Бодич выпрямился, мрачно кивнув головой.
Муж сделал короткое движение, словно извиняясь — кажется, передо мной, — и направился в мою сторону.
Это заняло несколько минут. Ему пришлось обогнуть открытую могилу. Я ждал. Почти каждый, с кем он сталкивался, пожимал ему руку, или целовал в щеку, или обнимал за плечи. Он отвечал каждому парой вежливых слов.
Бодич наблюдал сцену с интересом, и я наскоро прикинул, каких ужасов он мог наговорить мужу. Он явно ни перед чем не остановится. Но даже если Бодич сказал совсем мало, вполне возможно, что мужу и так уже известна была история последних часов последней ночи жизни его жены, и чем она занималась, и где, и чем.
Теперь Бодич подтолкнул его продолжить эту историю.
— Кестрел?
Унылый маленький человечек. Старше Рени, а одет он был в свободный костюм из желтовато- коричневой материи, с коричневым кантом на лацканах и вокруг нагрудного кармана, да еще с галстуком- боло. Золотой зажим, удерживавшим шнурок галстука, походил на клеймо для скота — пара переплетающихся «К» под изогнутой перекладиной.[3] Уголок черного платка, торчащий из нагрудного кармана, воплощал небрежный поклон траурному событию.
Я назвал свое имя, подозревая, что следует приготовиться получить удар, и точно зная, что в этом случае мне не полагается защищаться.
Он протянул мне руку.
— Я Крамер Ноулс.
Я был так удивлен его любезностью, что промедлил с пожатием его протянутой руки, так что он застенчиво добавил, оглянувшись на открытую могилу:
— Я муж… был мужем Рени.
Мы обменялись рукопожатием. Он был, по меньшей мере, двадцатью годами старше Рени.
— Мистер Ноулс… — начал я.
— Крамер, — поправил он, не выпуская моей руки.
— Крамер, — заново начал я. — Мне… я очень сочувствую вам, сэр.

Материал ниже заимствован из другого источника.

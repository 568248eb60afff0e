//! Database Test Utilities
//!
//! Starts a throwaway PostgreSQL container with the ledger schema applied.
//! Tests that use it need a Docker daemon and are marked `#[ignore]`.

use sqlx::postgres::PgPoolOptions;
use sqlx::PgPool;
use std::time::Duration;
use testcontainers::{
    core::{IntoContainerPort, WaitFor},
    runners::AsyncRunner,
    ContainerAsync, GenericImage, ImageExt,
};

/// Default PostgreSQL image for testing
const POSTGRES_IMAGE: &str = "postgres";
const POSTGRES_TAG: &str = "16-alpine";
const POSTGRES_USER: &str = "test_user";
const POSTGRES_PASSWORD: &str = "test_password";
const POSTGRES_DB: &str = "billing_test";

const SCHEMA: &str = include_str!("../../../migrations/20240101000001_initial_schema.sql");

type BoxError = Box<dyn std::error::Error + Send + Sync>;

/// Configuration for test database
#[derive(Debug, Clone)]
pub struct TestDatabaseConfig {
    pub user: String,
    pub password: String,
    pub database: String,
    pub host: String,
    pub port: u16,
}

impl Default for TestDatabaseConfig {
    fn default() -> Self {
        Self {
            user: POSTGRES_USER.to_string(),
            password: POSTGRES_PASSWORD.to_string(),
            database: POSTGRES_DB.to_string(),
            host: "localhost".to_string(),
            port: 5432,
        }
    }
}

impl TestDatabaseConfig {
    /// Creates the database connection URL
    pub fn connection_url(&self) -> String {
        format!(
            "postgres://{}:{}@{}:{}/{}",
            self.user, self.password, self.host, self.port, self.database
        )
    }
}

/// A wrapper around a PostgreSQL test container
pub struct TestDatabase {
    _container: ContainerAsync<GenericImage>,
    pub config: TestDatabaseConfig,
    pub pool: PgPool,
}

impl TestDatabase {
    /// Starts a new PostgreSQL container and applies the schema
    ///
    /// # Errors
    ///
    /// Returns an error if the container fails to start or the schema fails to apply
    pub async fn new() -> Result<Self, BoxError> {
        let container = GenericImage::new(POSTGRES_IMAGE, POSTGRES_TAG)
            .with_exposed_port(5432.tcp())
            .with_wait_for(WaitFor::message_on_stderr("database system is ready to accept connections"))
            .with_env_var("POSTGRES_USER", POSTGRES_USER)
            .with_env_var("POSTGRES_PASSWORD", POSTGRES_PASSWORD)
            .with_env_var("POSTGRES_DB", POSTGRES_DB)
            .start()
            .await?;

        let config = TestDatabaseConfig {
            host: container.get_host().await?.to_string(),
            port: container.get_host_port_ipv4(5432).await?,
            ..TestDatabaseConfig::default()
        };

        let pool = connect_with_retry(&config.connection_url()).await?;
        sqlx::raw_sql(SCHEMA).execute(&pool).await?;

        Ok(Self {
            _container: container,
            config,
            pool,
        })
    }

    /// Returns a reference to the connection pool
    pub fn pool(&self) -> &PgPool {
        &self.pool
    }

    /// Removes all ledger rows and resets id sequences
    pub async fn clear_data(&self) -> Result<(), BoxError> {
        sqlx::query("TRUNCATE TABLE payments, schedules, loans RESTART IDENTITY CASCADE")
            .execute(&self.pool)
            .await?;
        Ok(())
    }
}

// the server restarts once after init, so the first attempts can be refused
async fn connect_with_retry(url: &str) -> Result<PgPool, BoxError> {
    let mut attempts = 0;
    loop {
        let result = PgPoolOptions::new()
            .max_connections(10)
            .acquire_timeout(Duration::from_secs(30))
            .connect(url)
            .await;
        match result {
            Ok(pool) => return Ok(pool),
            Err(_) if attempts < 20 => {
                attempts += 1;
                tokio::time::sleep(Duration::from_millis(250)).await;
            }
            Err(e) => return Err(e.into()),
        }
    }
}

#[cfg(test)]
mod tests {
    use super::*;

    #[test]
    fn test_config_connection_url() {
        let config = TestDatabaseConfig::default();
        let url = config.connection_url();

        assert!(url.starts_with("postgres://"));
        assert!(url.contains(POSTGRES_USER));
        assert!(url.contains(POSTGRES_DB));
    }

    #[test]
    fn test_schema_creates_ledger_tables() {
        for table in ["loans", "schedules", "payments"] {
            assert!(SCHEMA.contains(&format!("CREATE TABLE {}", table)));
        }
    }
}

— Благодарю вас, — искренне сказал он.
Взглянул на могилу, отвернулся и добавил:
— Мне будет ее не хватать.
Что я мог сказать?
— Вы были давно женаты?
— Да, давно.
Только теперь он заметил, что еще держит мою руку, и немного смутившись, отпустил ее.
— Скажите мне только одно.
— Да, сэр, — ответил я не без трепета.
— Вы не зайдете навестить меня?
— Я… что?
— Приходите в гости. Завтра, если у вас найдется время. Да, завтра. Скажем, часа в два? — он сдержал улыбку: — Думаю, адрес вам известен.
Мне вовсе не было смешно, и я совершенно не представлял, как отреагировать на это приглашение.
— Я хотел бы… поговорить, — добавил он. — Может быть, выпить.
— Поговорить?
— Поговорить. Вы поняли меня?
— Понял.
— Так вы придете? Завтра в два?
Я взглянул за его плечо. Бодич наблюдал за нами чуть озадаченно, будто кто-то только что сообщил ему, что остатки угря, которого он с аппетитом умял за завтраком, проверены на содержание селена и дали положительный результат. У меня, должно быть, тоже был странноватый вид. Бодич, конечно, представлял, что на уме у Ноулса, не лучше меня.
— Конечно, я зайду к вам.
Он снова взял мою руку и пожал ее.
— Спасибо. Большое вам спасибо.
Мне показалось, что это было сказано искренне.
Он очень быстро отвернулся, но я все же успел заметить слезу, выступившую у него на глазу.
Ноулс пошел к кладбищенским воротам между матерью Рени и ее спутницей. Обе взяли его под руки. Никто из них не оглянулся.